Since us Sunliner’s talk about most anything we are up to… here is my son and I's latest project that completed today with him taking his home and bringing mine back.... And I might add that this has been consuming my Sunline mod habit big time….

Here is the quick back ground. This spring son and fiancee buy an new home on 5 acres. He had a 1920 house (aka money pit) and was tired of fixing it. So now he has a year 2000 modular on 5 acres out in the country. He was for sure in the right place at the right time and is only paying slightly over his city home (money pit) in mortgage.

So now that he has a lot of lawn…. He asks me what kind of tractor should he be looking for. Gave him some suggestions and he finds one. A 1967 Ford 3000 gas tractor. We went and looked at it, it was not beat, at least on the outside and it ran sort of OK and did not smoke in the sellers yard at least. Was sitting in a barn for the last 10 years as the folks stopped farming years ago.

Son gets it home, uses it for a whopping 4 hours mowing his lawn (aka field), it is then blowing blue smoke like heck out the breather pipe, oh boy number 1, then poof It starts spewing oil out of the bell housing….



He calls me, tells me and the 1st thing I say, “Shut it Off”…. He did already, he put 3 quarts of oil in it and drives it back to his shed… I tell him come get mine and drop yours off here at the house.
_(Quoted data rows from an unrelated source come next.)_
//! System Prompt Assembly
//!
//! Builds the system message: the base prompt, an appendix documenting
//! the registered tools and the action-block grammar, and an advisory
//! memory section (recently touched files, last directory listing,
//! workspace hints). Both injected sections sit between stable marker
//! lines so refreshing them replaces rather than double-appends.

use std::collections::VecDeque;

use crate::types::{ToolCall, ToolDefinition, ToolResult};

pub const DEFAULT_SYSTEM_PROMPT: &str = "\
You are Bailu, a coding assistant working inside the user's project \
directory. You inspect files, propose edits, and run commands through \
the tools documented below. Keep answers short and concrete. When a \
task needs several steps, take them one tool call at a time and read \
the results before continuing.";

const TOOLS_BEGIN: &str = "<!-- tools:begin -->";
const TOOLS_END: &str = "<!-- tools:end -->";
const MEMORY_BEGIN: &str = "<!-- memory:begin -->";
const MEMORY_END: &str = "<!-- memory:end -->";

/// Recently touched files the memory section keeps.
const MEMORY_MAX_FILES: usize = 20;

/// Characters of the last directory listing carried in the memory section.
const MEMORY_LISTING_CAP: usize = 2000;

// ---------------------------------------------------------------------------
// Tool documentation appendix
// ---------------------------------------------------------------------------

/// Replace (or append) the tool-documentation appendix in a system
/// prompt. Calling this twice with the same tools is a no-op.
pub fn inject_tool_docs(system: &str, tools: &[&ToolDefinition]) -> String {
    let appendix = format!(
        "{}\n{}\n{}",
        TOOLS_BEGIN,
        render_tool_docs(tools),
        TOOLS_END
    );
    replace_section(system, TOOLS_BEGIN, TOOLS_END, &appendix)
}

fn render_tool_docs(tools: &[&ToolDefinition]) -> String {
    let mut out = String::from(
        "## Tools\n\n\
         To use a tool, emit an action block in your reply:\n\n\
         <action>\n\
         <invoke tool=\"TOOL_NAME\">\n\
         <param name=\"PARAM\">VALUE</param>\n\
         </invoke>\n\
         </action>\n\n\
         Several <invoke> elements may share one block; they run in order. \
         Wrap multi-line values in <![CDATA[ ... ]]> to preserve them \
         exactly. Tool results come back in the next user message.\n\n\
         Available tools:\n",
    );
    for tool in tools {
        out.push_str(&format!("\n### {}\n{}\n", tool.name, tool.description));
        for p in &tool.parameters {
            let required = if p.required { "required" } else { "optional" };
            let default = p
                .default
                .as_ref()
                .map(|d| format!(", default {}", d))
                .unwrap_or_default();
            out.push_str(&format!(
                "- {} ({}, {}{}): {}\n",
                p.name,
                p.param_type.as_str(),
                required,
                default,
                p.description
            ));
        }
    }
    out
}

// ---------------------------------------------------------------------------
// Memory section
// ---------------------------------------------------------------------------

/// Advisory running summary of what the conversation has touched.
/// Plain text for the model, not structured state.
#[derive(Debug, Default)]
pub struct ConversationMemory {
    touched_files: VecDeque<String>,
    last_listing: Option<String>,
    /// Advisory hints from the workspace configuration file.
    pub hints: Vec<String>,
}

impl ConversationMemory {
    pub fn new() -> Self {
        Self::default()
    }

    /// Record the effect of a completed tool call.
    pub fn note_call(&mut self, call: &ToolCall, result: &ToolResult) {
        if !result.success {
            return;
        }
        match call.tool.as_str() {
            "read_file" | "write_file" | "apply_diff" => {
                if let Some(path) = call.str_param("path") {
                    self.note_file(path);
                }
            }
            "list_directory" => {
                if let Some(listing) = &result.output {
                    let mut text = listing.clone();
                    text.truncate(MEMORY_LISTING_CAP);
                    self.last_listing = Some(text);
                }
            }
            _ => {}
        }
    }

    fn note_file(&mut self, path: &str) {
        self.touched_files.retain(|p| p != path);
        self.touched_files.push_back(path.to_string());
        while self.touched_files.len() > MEMORY_MAX_FILES {
            self.touched_files.pop_front();
        }
    }

    pub fn is_empty(&self) -> bool {
        self.touched_files.is_empty() && self.last_listing.is_none() && self.hints.is_empty()
    }

    /// Files touched so far, oldest first.
    pub fn touched_files(&self) -> Vec<String> {
        self.touched_files.iter().cloned().collect()
    }

    /// Seed the touched-file list, e.g. from a restored session.
    pub fn seed_files(&mut self, files: &[String]) {
        for file in files {
            self.note_file(file);
        }
    }

    pub fn render(&self) -> String {
        let mut out = String::from("## Session notes\n");
        if !self.hints.is_empty() {
            out.push_str("\nWorkspace hints:\n");
            for hint in &self.hints {
                out.push_str(&format!("- {}\n", hint));
            }
        }
        if !self.touched_files.is_empty() {
            out.push_str("\nFiles touched this session (oldest first):\n");
            for path in &self.touched_files {
                out.push_str(&format!("- {}\n", path));
            }
        }
        if let Some(listing) = &self.last_listing {
            out.push_str("\nLast directory listing:\n");
            out.push_str(listing);
            out.push('\n');
        }
        out
    }
}

/// Replace (or append, or remove) the memory section of a system prompt.
pub fn inject_memory(system: &str, memory: &ConversationMemory) -> String {
    if memory.is_empty() {
        return remove_section(system, MEMORY_BEGIN, MEMORY_END);
    }
    let section = format!("{}\n{}\n{}", MEMORY_BEGIN, memory.render(), MEMORY_END);
    replace_section(system, MEMORY_BEGIN, MEMORY_END, &section)
}

// ---------------------------------------------------------------------------
// Marker plumbing
// ---------------------------------------------------------------------------

fn replace_section(text: &str, begin: &str, end: &str, replacement: &str) -> String {
    match section_span(text, begin, end) {
        Some((start, stop)) => {
            let mut out = String::with_capacity(text.len());
            out.push_str(&text[..start]);
            out.push_str(replacement);
            out.push_str(&text[stop..]);
            out
        }
        None => format!("{}\n\n{}", text.trim_end(), replacement),
    }
}

fn remove_section(text: &str, begin: &str, end: &str) -> String {
    match section_span(text, begin, end) {
        Some((start, stop)) => {
            let mut out = String::with_capacity(text.len());
            out.push_str(text[..start].trim_end());
            out.push_str(&text[stop..]);
            out
        }
        None => text.to_string(),
    }
}

fn section_span(text: &str, begin: &str, end: &str) -> Option<(usize, usize)> {
    let start = text.find(begin)?;
    let stop = text[start..].find(end).map(|i| start + i + end.len())?;
    Some((start, stop))
}

// ---------------------------------------------------------------------------
// Tests
// ---------------------------------------------------------------------------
I’ll see what I can do with it. This was April 24th….. And today I got mine back, YEH!!!!

See here today when he came to give me mine back and take his home. Mine is the one on the left with the fork lift on the back




His is a 1967 Ford 3000 and mine is a 1983 Ford 3600. Same model just 16 years of being newer and the diesel in place of the gas job. Oddly enough I grew up as a kid on the farm operating my Uncle Arts same 1967 Ford 3000.... talk about flash back listening to that engine run...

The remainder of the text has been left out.